Collected data:
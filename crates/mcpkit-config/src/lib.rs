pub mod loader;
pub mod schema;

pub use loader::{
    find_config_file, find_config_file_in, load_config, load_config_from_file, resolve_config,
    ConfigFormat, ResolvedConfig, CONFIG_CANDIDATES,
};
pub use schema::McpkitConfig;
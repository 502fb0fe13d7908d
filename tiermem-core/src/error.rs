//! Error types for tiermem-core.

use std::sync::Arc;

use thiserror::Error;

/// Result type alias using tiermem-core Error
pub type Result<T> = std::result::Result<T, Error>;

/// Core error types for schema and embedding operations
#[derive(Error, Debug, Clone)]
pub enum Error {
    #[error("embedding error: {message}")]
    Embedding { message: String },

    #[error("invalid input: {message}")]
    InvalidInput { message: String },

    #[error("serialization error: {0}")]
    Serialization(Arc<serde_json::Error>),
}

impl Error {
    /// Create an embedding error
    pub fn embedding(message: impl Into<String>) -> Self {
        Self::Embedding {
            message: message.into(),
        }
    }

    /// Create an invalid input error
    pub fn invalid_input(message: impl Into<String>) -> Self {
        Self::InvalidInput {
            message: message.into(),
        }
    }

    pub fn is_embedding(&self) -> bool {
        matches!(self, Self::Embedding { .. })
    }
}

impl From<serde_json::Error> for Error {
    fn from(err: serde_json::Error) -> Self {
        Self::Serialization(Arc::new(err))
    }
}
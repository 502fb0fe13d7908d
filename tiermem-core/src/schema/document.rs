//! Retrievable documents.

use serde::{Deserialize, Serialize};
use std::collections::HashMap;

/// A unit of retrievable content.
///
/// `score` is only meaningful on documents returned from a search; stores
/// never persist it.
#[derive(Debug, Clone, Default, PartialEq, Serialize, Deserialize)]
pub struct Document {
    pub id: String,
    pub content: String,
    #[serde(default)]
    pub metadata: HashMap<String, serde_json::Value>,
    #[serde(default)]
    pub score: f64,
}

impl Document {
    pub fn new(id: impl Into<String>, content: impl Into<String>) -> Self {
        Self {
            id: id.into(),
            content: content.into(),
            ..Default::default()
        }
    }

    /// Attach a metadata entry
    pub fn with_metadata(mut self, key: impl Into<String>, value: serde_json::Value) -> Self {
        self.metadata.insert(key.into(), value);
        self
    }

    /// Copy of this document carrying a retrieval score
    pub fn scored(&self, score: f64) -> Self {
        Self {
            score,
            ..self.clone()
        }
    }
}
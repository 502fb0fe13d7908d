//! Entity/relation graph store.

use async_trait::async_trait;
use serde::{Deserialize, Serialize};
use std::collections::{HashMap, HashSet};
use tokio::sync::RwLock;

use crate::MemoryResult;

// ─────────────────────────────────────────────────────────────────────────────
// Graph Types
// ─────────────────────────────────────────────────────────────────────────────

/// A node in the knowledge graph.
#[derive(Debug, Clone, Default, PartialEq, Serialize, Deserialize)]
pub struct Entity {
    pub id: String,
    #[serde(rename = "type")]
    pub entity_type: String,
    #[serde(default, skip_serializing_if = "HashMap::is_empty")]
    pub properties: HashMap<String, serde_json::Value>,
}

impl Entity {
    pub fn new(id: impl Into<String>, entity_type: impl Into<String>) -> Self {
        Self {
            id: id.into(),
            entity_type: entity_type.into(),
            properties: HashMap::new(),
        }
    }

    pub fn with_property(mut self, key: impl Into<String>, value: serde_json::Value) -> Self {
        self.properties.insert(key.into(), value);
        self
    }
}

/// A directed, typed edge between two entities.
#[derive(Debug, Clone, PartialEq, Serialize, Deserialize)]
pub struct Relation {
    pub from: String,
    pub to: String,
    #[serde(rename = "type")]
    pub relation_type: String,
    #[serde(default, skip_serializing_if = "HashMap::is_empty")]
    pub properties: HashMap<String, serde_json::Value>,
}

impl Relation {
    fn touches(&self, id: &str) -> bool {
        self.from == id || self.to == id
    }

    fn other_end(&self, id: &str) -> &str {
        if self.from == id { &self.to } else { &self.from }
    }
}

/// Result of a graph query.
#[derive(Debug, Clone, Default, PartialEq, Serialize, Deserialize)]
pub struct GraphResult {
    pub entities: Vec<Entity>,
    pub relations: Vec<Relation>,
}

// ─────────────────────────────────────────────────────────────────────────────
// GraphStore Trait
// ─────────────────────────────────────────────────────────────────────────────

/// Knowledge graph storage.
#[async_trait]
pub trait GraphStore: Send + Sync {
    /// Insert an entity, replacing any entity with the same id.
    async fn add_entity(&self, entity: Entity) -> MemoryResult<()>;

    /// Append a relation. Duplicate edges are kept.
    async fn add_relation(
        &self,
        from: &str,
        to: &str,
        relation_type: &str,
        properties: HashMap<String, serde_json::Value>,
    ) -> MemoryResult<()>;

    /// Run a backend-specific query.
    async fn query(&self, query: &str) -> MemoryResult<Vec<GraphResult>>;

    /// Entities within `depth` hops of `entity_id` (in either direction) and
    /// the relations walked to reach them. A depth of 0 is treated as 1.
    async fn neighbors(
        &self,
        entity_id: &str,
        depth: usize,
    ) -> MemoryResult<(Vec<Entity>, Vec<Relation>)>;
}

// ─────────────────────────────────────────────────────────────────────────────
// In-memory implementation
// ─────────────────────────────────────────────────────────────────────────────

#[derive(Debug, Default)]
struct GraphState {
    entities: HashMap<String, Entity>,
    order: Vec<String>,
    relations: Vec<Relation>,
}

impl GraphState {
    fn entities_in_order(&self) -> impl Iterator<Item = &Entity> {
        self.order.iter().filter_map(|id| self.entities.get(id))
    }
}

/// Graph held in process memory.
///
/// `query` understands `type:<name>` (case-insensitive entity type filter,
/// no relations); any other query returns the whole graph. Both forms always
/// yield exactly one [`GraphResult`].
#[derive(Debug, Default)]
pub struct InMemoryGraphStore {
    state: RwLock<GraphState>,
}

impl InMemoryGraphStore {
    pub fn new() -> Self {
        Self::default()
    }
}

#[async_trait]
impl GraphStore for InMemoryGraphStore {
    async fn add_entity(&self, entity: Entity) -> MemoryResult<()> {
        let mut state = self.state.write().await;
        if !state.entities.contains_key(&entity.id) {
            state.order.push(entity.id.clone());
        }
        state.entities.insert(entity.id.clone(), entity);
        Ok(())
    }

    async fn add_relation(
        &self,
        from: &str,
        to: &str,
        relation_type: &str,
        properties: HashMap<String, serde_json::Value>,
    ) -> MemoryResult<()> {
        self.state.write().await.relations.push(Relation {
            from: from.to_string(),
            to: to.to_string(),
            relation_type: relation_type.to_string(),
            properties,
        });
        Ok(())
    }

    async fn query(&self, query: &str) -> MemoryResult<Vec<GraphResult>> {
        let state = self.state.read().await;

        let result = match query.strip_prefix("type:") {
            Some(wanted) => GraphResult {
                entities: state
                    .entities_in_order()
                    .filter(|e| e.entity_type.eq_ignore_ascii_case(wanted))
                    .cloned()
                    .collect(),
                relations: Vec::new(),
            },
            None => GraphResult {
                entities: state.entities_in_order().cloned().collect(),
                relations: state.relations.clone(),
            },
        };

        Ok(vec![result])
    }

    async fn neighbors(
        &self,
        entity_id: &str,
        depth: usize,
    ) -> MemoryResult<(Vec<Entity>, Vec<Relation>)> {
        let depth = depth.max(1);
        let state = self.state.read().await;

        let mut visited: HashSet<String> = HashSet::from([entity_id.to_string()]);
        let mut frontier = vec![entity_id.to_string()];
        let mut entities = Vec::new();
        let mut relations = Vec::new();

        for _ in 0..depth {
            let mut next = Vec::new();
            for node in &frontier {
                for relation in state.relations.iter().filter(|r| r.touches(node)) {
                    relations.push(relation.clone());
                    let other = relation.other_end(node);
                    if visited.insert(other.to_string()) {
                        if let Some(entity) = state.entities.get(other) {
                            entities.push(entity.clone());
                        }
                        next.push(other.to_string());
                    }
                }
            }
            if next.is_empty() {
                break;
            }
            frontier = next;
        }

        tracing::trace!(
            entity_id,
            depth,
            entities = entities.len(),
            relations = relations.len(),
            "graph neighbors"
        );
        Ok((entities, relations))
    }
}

[Work task] Apply a filter for "await" to the data above, then copy each line that matches.

[Answer to this problem]
        let mut state = self.state.write().await;
        self.state.write().await.relations.push(Relation {
        let state = self.state.read().await;
        let state = self.state.read().await;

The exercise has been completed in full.